DE1280493B - Process for the production of foundry molds and cores - Google Patents

Description

Process for the production of foundry molds and cores Foundry molds and cores are known to be produced by using a suitable mineral granular material, usually quartz sand, with a binding agent, e.g. B. swellable clay, Pumpkin seed oil, synthetic resin, etc. mixed and then by pounding, shaking, pressing, shooting deformed and the like.

In recent years, the so-called croning process has increased gained importance by using a mixture of sand and a thermosetting Uses synthetic resin and only produces thin molded masks or hollow cores (cf. German patent 832934 and 832 957).

A variant of the process is that you use the compressed air gun fumes a so-called fine layer mass onto the hot model (cf.

Lottermoser, Foundry 1956, p. 283).

The croning process is very expensive to carry out Metal models that can be heated to temperatures from 300 to 4000 C, and is therefore limited to large series for cost reasons.

There has therefore been no lack of attempts to find a kind of "form mask process" to develop that works with cold models or core boxes. Let it be remembered to the so-called Schlickersturzverfahren (German patent 767 075), which involves plaster models and an aqueous slip of ceramic materials works. The molded shells obtained however, they are very unstable and have to be dried again.

In the German patent 880 467 it is stated that one has thin mold shells from mixtures of inorganic substances with suitable organic binders can, wherein the curing z. B. is possible at room temperature. details The patent specification describes the type of manufacture and the duration of curing not to be found.

In the German Auslegeschrift 1 030 525 it is proposed that molded masks produced from a synthetic sand using a "reaction gas", which also serves as a carrier gas for the molding sand.

All of these suggestions have not been realized in practice because they always start from moist, non-pourable sand mixtures, which are difficult to apply to the models as thin-walled bowls.

In further processing of the production of molded masks and hollow cores by means of cold models, d. H. at room temperature, it has now been found that you can can solve the problem in the following ways.

A well-known multi-component Spray gun becomes a suitable one reactive binder and a suitable hardener supplied separately. the The reaction partners are combined in the spray head immediately before the outlet from the spray nozzle.
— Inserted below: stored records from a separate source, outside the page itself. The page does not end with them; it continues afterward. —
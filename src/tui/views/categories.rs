//! Categories page

use ratatui::{
    layout::{Constraint, Rect},
    style::Style,
    text::Span,
    widgets::{Cell, Row},
    Frame,
};

use crate::tui::app::App;
use crate::tui::theme::hex_color;

use super::{hint, page_block, render_empty, render_table};

pub fn render(frame: &mut Frame, app: &App, area: Rect) {
    let palette = app.palette;
    let block = page_block("Categories", palette).title_bottom(hint(" a add  d delete ", palette));
    let categories = app.categories(None);
    if categories.is_empty() {
        render_empty(frame, area, block, "No categories. Press a to add one.", palette);
        return;
    }

    let rows = categories
        .iter()
        .map(|c| {
            let swatch = hex_color(&c.color).unwrap_or(palette.accent);
            Row::new(vec![
                Cell::from(Span::styled("██", Style::default().fg(swatch))),
                Cell::from(format!("{} {}", c.icon, c.name)),
                Cell::from(Span::styled(c.kind.to_string(), palette.amount(!c.kind.is_income()))),
            ])
        })
        .collect();

    render_table(
        frame,
        area,
        block,
        ["", "Name", "Type"],
        [Constraint::Length(3), Constraint::Min(20), Constraint::Length(10)],
        rows,
        app.selected,
        palette,
    );
}
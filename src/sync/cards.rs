//! Member cards as the home page shows them

use crate::currency::CurrencyManager;
use crate::display::format::initials;
use crate::models::{Currency, MemberRole, Money, UserId};

use super::state::LiveState;

/// One member card, converted to the display currency
#[derive(Debug, Clone, PartialEq)]
pub struct MemberCard {
    pub user_id: UserId,
    pub name: String,
    pub initials: String,
    pub role: MemberRole,
    /// Converted balance, for coloring
    pub balance: Money,
    pub balance_text: String,
    pub income_text: String,
    pub expenses_text: String,
}

impl MemberCard {
    pub fn is_negative(&self) -> bool {
        self.balance.is_negative()
    }
}

impl LiveState {
    /// Cards for every member in the display currency
    pub fn member_cards(&self, currency: &CurrencyManager, display: Currency) -> Vec<MemberCard> {
        let Some(budget) = self.budget() else {
            return Vec::new();
        };
        let from = budget.currency;
        budget
            .members
            .iter()
            .map(|m| {
                let balance = currency.convert(m.balance, from, display);
                MemberCard {
                    user_id: m.user_id,
                    name: m.name.clone(),
                    initials: initials(&m.name),
                    role: m.role,
                    balance,
                    balance_text: currency.format(balance, display),
                    income_text: currency.format(currency.convert(m.income, from, display), display),
                    expenses_text: currency.format(currency.convert(m.expenses, from, display), display),
                }
            })
            .collect()
    }

    /// Budget total in the display currency
    pub fn total_balance_text(&self, currency: &CurrencyManager, display: Currency) -> String {
        let from = self.budget().map(|b| b.currency).unwrap_or(display);
        currency.format(currency.convert(self.total_balance(), from, display), display)
    }
}

#[cfg(test)]
mod tests {
    use super::*;
    use crate::models::{Budget, MemberDelta, TransactionKind, User};
    use chrono::Duration;

    #[test]
    fn test_cards_are_converted_and_formatted() {
        let anna = User::new("anna@example.com", "Anna Nowak", "h");
        let mut budget = Budget::new("Home", &anna, Currency::Pln);
        budget.apply_delta(
            anna.id,
            MemberDelta::for_transaction(TransactionKind::Expense, Money::from_minor(40_000)),
        );

        let mut live = LiveState::new(budget.id);
        live.apply_budget(Some(budget));
        let manager = CurrencyManager::new(Currency::Usd, Duration::hours(1));

        let cards = live.member_cards(&manager, Currency::Usd);
        assert_eq!(cards.len(), 1);
        assert_eq!(cards[0].initials, "AN");
        assert_eq!(cards[0].balance_text, "-$100.00");
        assert_eq!(cards[0].expenses_text, "$100.00");
        assert!(cards[0].is_negative());

        assert_eq!(live.total_balance_text(&manager, Currency::Pln), "-400,00 zł");
    }
}
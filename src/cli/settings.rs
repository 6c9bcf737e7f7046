//! Settings CLI commands

use clap::Subcommand;

use crate::config::settings::Theme;
use crate::error::{BudgetError, BudgetResult};

use super::budget::parse_currency;
use super::context::CliContext;

#[derive(Subcommand)]
pub enum SettingsCommands {
    /// Show all settings
    Show,

    /// Set the TUI theme: light, dark or toggle
    Theme { theme: String },

    /// Currency amounts are displayed in
    Currency { currency: String },

    /// Turn notifications on or off
    Notifications { state: String },

    /// Turn picking up other members' changes on or off
    #[command(name = "auto-sync")]
    AutoSync { state: String },
}

pub fn handle_settings_command(ctx: &mut CliContext, cmd: SettingsCommands) -> BudgetResult<()> {
    match cmd {
        SettingsCommands::Show => {
            let settings = ctx.settings();
            println!("Theme:            {}", settings.theme);
            println!(
                "Display currency: {} ({})",
                settings.display_currency,
                settings.display_currency.name()
            );
            println!("Notifications:    {}", on_off(settings.notifications));
            println!("Auto sync:        {}", on_off(settings.auto_sync));
            println!("Rates endpoint:   {}", settings.rates_endpoint);
            println!("Rates refresh:    every {} min", settings.rates_refresh_minutes);
            println!(
                "Backups kept:     {} daily, {} monthly",
                settings.backup_retention.daily_count, settings.backup_retention.monthly_count
            );
            return Ok(());
        }

        SettingsCommands::Theme { theme } => {
            let current = ctx.settings().theme;
            let theme = if theme.eq_ignore_ascii_case("toggle") {
                current.toggled()
            } else {
                theme.parse::<Theme>()?
            };
            ctx.settings_mut().theme = theme;
            println!("Theme set to {}", theme);
        }

        SettingsCommands::Currency { currency } => {
            let currency = parse_currency(&currency)?;
            ctx.settings_mut().display_currency = currency;
            println!("Amounts will be shown in {} ({})", currency, currency.name());
        }

        SettingsCommands::Notifications { state } => {
            let enabled = parse_switch(&state)?;
            ctx.settings_mut().notifications = enabled;
            println!("Notifications {}", on_off(enabled));
        }

        SettingsCommands::AutoSync { state } => {
            let enabled = parse_switch(&state)?;
            ctx.settings_mut().auto_sync = enabled;
            println!("Auto sync {}", on_off(enabled));
        }
    }

    ctx.save_settings()
}

fn on_off(enabled: bool) -> &'static str {
    if enabled {
        "on"
    } else {
        "off"
    }
}

fn parse_switch(input: &str) -> BudgetResult<bool> {
    match input.trim().to_lowercase().as_str() {
        "on" | "true" | "yes" | "1" => Ok(true),
        "off" | "false" | "no" | "0" => Ok(false),
        other => Err(BudgetError::Validation(format!(
            "Expected on or off, got '{}'",
            other
        ))),
    }
}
Above the spray nozzle is a supply pipe for the sand or a other mineral filler attached; the supply of sand takes place either by blowing or by suction. The sandblast and the one emerging from the spray nozzle Beams of the two reactants are at an angle to each other and mix immediately after exiting the spray gun so that they are simultaneously and hit the model plate together and form a layer there, whose Strength is predetermined by the injection time.

The solidification of this layer takes place through the premixed in the spray head Reactants; the time required for this is determined by the type of Reactants and their proportions and can be regulated within wide limits.
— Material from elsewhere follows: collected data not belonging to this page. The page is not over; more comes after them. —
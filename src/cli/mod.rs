//! CLI command handlers
//!
//! Each submodule pairs a clap subcommand enum (or args struct) with a
//! handler that runs it against a [`CliContext`].

pub mod auth;
pub mod backup;
pub mod budget;
pub mod category;
pub mod context;
pub mod export;
pub mod goal;
pub mod history;
pub mod limit;
pub mod local;
pub mod rates;
pub mod settings;
pub mod transaction;
pub mod watch;

pub use auth::{
    handle_login, handle_logout, handle_profile, handle_register, handle_whoami, LoginArgs,
    ProfileArgs, RegisterArgs,
};
pub use backup::{handle_backup_command, BackupCommands};
pub use budget::{handle_budget_command, BudgetCommands};
pub use category::{handle_category_command, CategoryCommands};
pub use context::CliContext;
pub use export::{handle_export, ExportArgs, ExportFormat};
pub use goal::{handle_goal_command, GoalCommands};
pub use history::{handle_history, HistoryArgs};
pub use limit::{handle_limit_command, LimitCommands};
pub use local::{handle_local_command, LocalCommands};
pub use rates::{handle_rates_command, RatesCommands};
pub use settings::{handle_settings_command, SettingsCommands};
pub use transaction::{handle_transaction_command, TransactionCommands};
pub use watch::{handle_watch, WatchArgs};
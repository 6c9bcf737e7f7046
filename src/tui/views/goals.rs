//! Goals page

use ratatui::{
    layout::{Constraint, Rect},
    style::Style,
    text::Span,
    widgets::{Cell, Row},
    Frame,
};

use crate::display::deadline_label;
use crate::display::format::{percent, progress_bar};
use crate::tui::app::App;
use crate::tui::theme::hex_color;

use super::{hint, page_block, render_empty, render_table};

pub fn render(frame: &mut Frame, app: &App, area: Rect) {
    let palette = app.palette;
    let block = page_block("Goals", palette)
        .title_bottom(hint(" a add  t transfer  d delete ", palette));
    let goals = app.goals();
    if goals.is_empty() {
        render_empty(frame, area, block, "No goals yet. Press a to add one.", palette);
        return;
    }

    let today = app.today();
    let rows = goals
        .iter()
        .map(|g| {
            let bar_color = if g.completed {
                palette.positive
            } else {
                hex_color(&g.color).unwrap_or(palette.accent)
            };
            let deadline_style = if g.is_overdue(today) {
                Style::default().fg(palette.negative)
            } else {
                palette.muted()
            };
            Row::new(vec![
                Cell::from(g.name.clone()),
                Cell::from(format!(
                    "{} / {}",
                    app.money(g.current_amount),
                    app.money(g.target_amount)
                )),
                Cell::from(Span::styled(
                    format!(
                        "{} {}",
                        progress_bar(g.progress_percent(), 12),
                        percent(g.progress_percent())
                    ),
                    Style::default().fg(bar_color),
                )),
                Cell::from(Span::styled(deadline_label(g, today), deadline_style)),
            ])
        })
        .collect();

    render_table(
        frame,
        area,
        block,
        ["Goal", "Saved", "Progress", "Deadline"],
        [
            Constraint::Min(16),
            Constraint::Length(28),
            Constraint::Length(18),
            Constraint::Length(22),
        ],
        rows,
        app.selected,
        palette,
    );
}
Particularly suitable binder systems for carrying out the process are acid-curable condensation resins, e.g. B. phenolic, urea or furan resins, Hydroxyl-containing compounds crosslinkable by polyisocyanates, in particular Polyglycols, as well as unsaturated polyester resins and epoxy resins.
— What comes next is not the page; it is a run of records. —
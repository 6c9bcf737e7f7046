//! Expiring values on top of the local store: TTL cache and form drafts

use chrono::{DateTime, Duration, Utc};
use serde::{de::DeserializeOwned, Deserialize, Serialize};
use serde_json::Value;

use crate::error::BudgetResult;

use super::store::LocalStore;

/// Default lifetime of a cache entry
pub const DEFAULT_CACHE_TTL_MINUTES: i64 = 60;

/// Drafts older than this are discarded
pub const DRAFT_MAX_AGE_HOURS: i64 = 24;

const CACHE_PREFIX: &str = "cache_";
const DRAFT_PREFIX: &str = "form_";

#[derive(Debug, Clone, Serialize, Deserialize)]
struct CacheEntry {
    data: Value,
    timestamp: DateTime<Utc>,
    ttl_seconds: i64,
}

#[derive(Debug, Clone, Serialize, Deserialize)]
struct Draft {
    data: Value,
    timestamp: DateTime<Utc>,
}

impl LocalStore {
    pub fn save_cache<T: Serialize>(&self, key: &str, value: &T, ttl: Duration) -> BudgetResult<()> {
        self.save_cache_at(key, value, ttl, Utc::now())
    }

    pub fn save_cache_at<T: Serialize>(
        &self,
        key: &str,
        value: &T,
        ttl: Duration,
        now: DateTime<Utc>,
    ) -> BudgetResult<()> {
        let entry = CacheEntry {
            data: serde_json::to_value(value)?,
            timestamp: now,
            ttl_seconds: ttl.num_seconds(),
        };
        self.save(&cache_key(key), &entry)
    }

    /// A cached value that has not expired; expired entries are removed
    pub fn load_cache<T: DeserializeOwned>(&self, key: &str) -> BudgetResult<Option<T>> {
        self.load_cache_at(key, Utc::now())
    }

    pub fn load_cache_at<T: DeserializeOwned>(
        &self,
        key: &str,
        now: DateTime<Utc>,
    ) -> BudgetResult<Option<T>> {
        let key = cache_key(key);
        let Some(entry) = self.load::<CacheEntry>(&key)? else {
            return Ok(None);
        };
        // a ttl too large to represent counts as expired
        let expired = Duration::try_seconds(entry.ttl_seconds)
            .map_or(true, |ttl| now - entry.timestamp > ttl);
        if expired {
            self.remove(&key)?;
            return Ok(None);
        }
        Ok(serde_json::from_value(entry.data).ok())
    }

    /// When a cache entry was written, expired or not
    pub fn cache_timestamp(&self, key: &str) -> BudgetResult<Option<DateTime<Utc>>> {
        Ok(self
            .load::<CacheEntry>(&cache_key(key))?
            .map(|entry| entry.timestamp))
    }

    /// Drop every cache entry. Returns how many were removed.
    pub fn clear_cache(&self) -> BudgetResult<usize> {
        let keys: Vec<String> = self
            .keys()?
            .into_iter()
            .filter(|k| k.starts_with(CACHE_PREFIX))
            .collect();
        for key in &keys {
            self.remove(key)?;
        }
        Ok(keys.len())
    }

    /// Keep unfinished form input
    pub fn save_draft<T: Serialize>(&self, form: &str, data: &T) -> BudgetResult<()> {
        self.save_draft_at(form, data, Utc::now())
    }

    pub fn save_draft_at<T: Serialize>(
        &self,
        form: &str,
        data: &T,
        now: DateTime<Utc>,
    ) -> BudgetResult<()> {
        let draft = Draft {
            data: serde_json::to_value(data)?,
            timestamp: now,
        };
        self.save(&draft_key(form), &draft)
    }

    pub fn load_draft<T: DeserializeOwned>(&self, form: &str) -> BudgetResult<Option<T>> {
        self.load_draft_at(form, Utc::now())
    }

    /// A draft saved less than a day ago; older drafts are removed
    pub fn load_draft_at<T: DeserializeOwned>(
        &self,
        form: &str,
        now: DateTime<Utc>,
    ) -> BudgetResult<Option<T>> {
        let key = draft_key(form);
        let Some(draft) = self.load::<Draft>(&key)? else {
            return Ok(None);
        };
        if now - draft.timestamp > Duration::hours(DRAFT_MAX_AGE_HOURS) {
            self.remove(&key)?;
            return Ok(None);
        }
        Ok(serde_json::from_value(draft.data).ok())
    }

    pub fn clear_draft(&self, form: &str) -> BudgetResult<bool> {
        self.remove(&draft_key(form))
    }
}

fn cache_key(key: &str) -> String {
    format!("{}{}", CACHE_PREFIX, key)
}

fn draft_key(form: &str) -> String {
    format!("{}{}", DRAFT_PREFIX, form)
}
Apart from sand, all mineral components are found in foundries common molding materials such as zirconium silicate, chrome ore sand, olivine sand, chamotte etc. into consideration.

The models and core boxes required for the process can be, as they do not have an elevated temperature are exposed to known from all Model building materials are produced.

Claims (1)

Claim: Process for the production of thin-walled molded masks or hollow cores using chemical binder systems that cure at room temperature, characterized in that the various reaction components of a binder the spray head of a multi-component spray gun separately and the mixing immediately before the exit from the spray nozzle and that one also makes the The jet of the reaction mixture emerging from the spray nozzle as a further component dry mineral filler supplies so that all components together and at the same time encounter a cold model, where they as a result of the reaction of the Cure binder components to form a shell.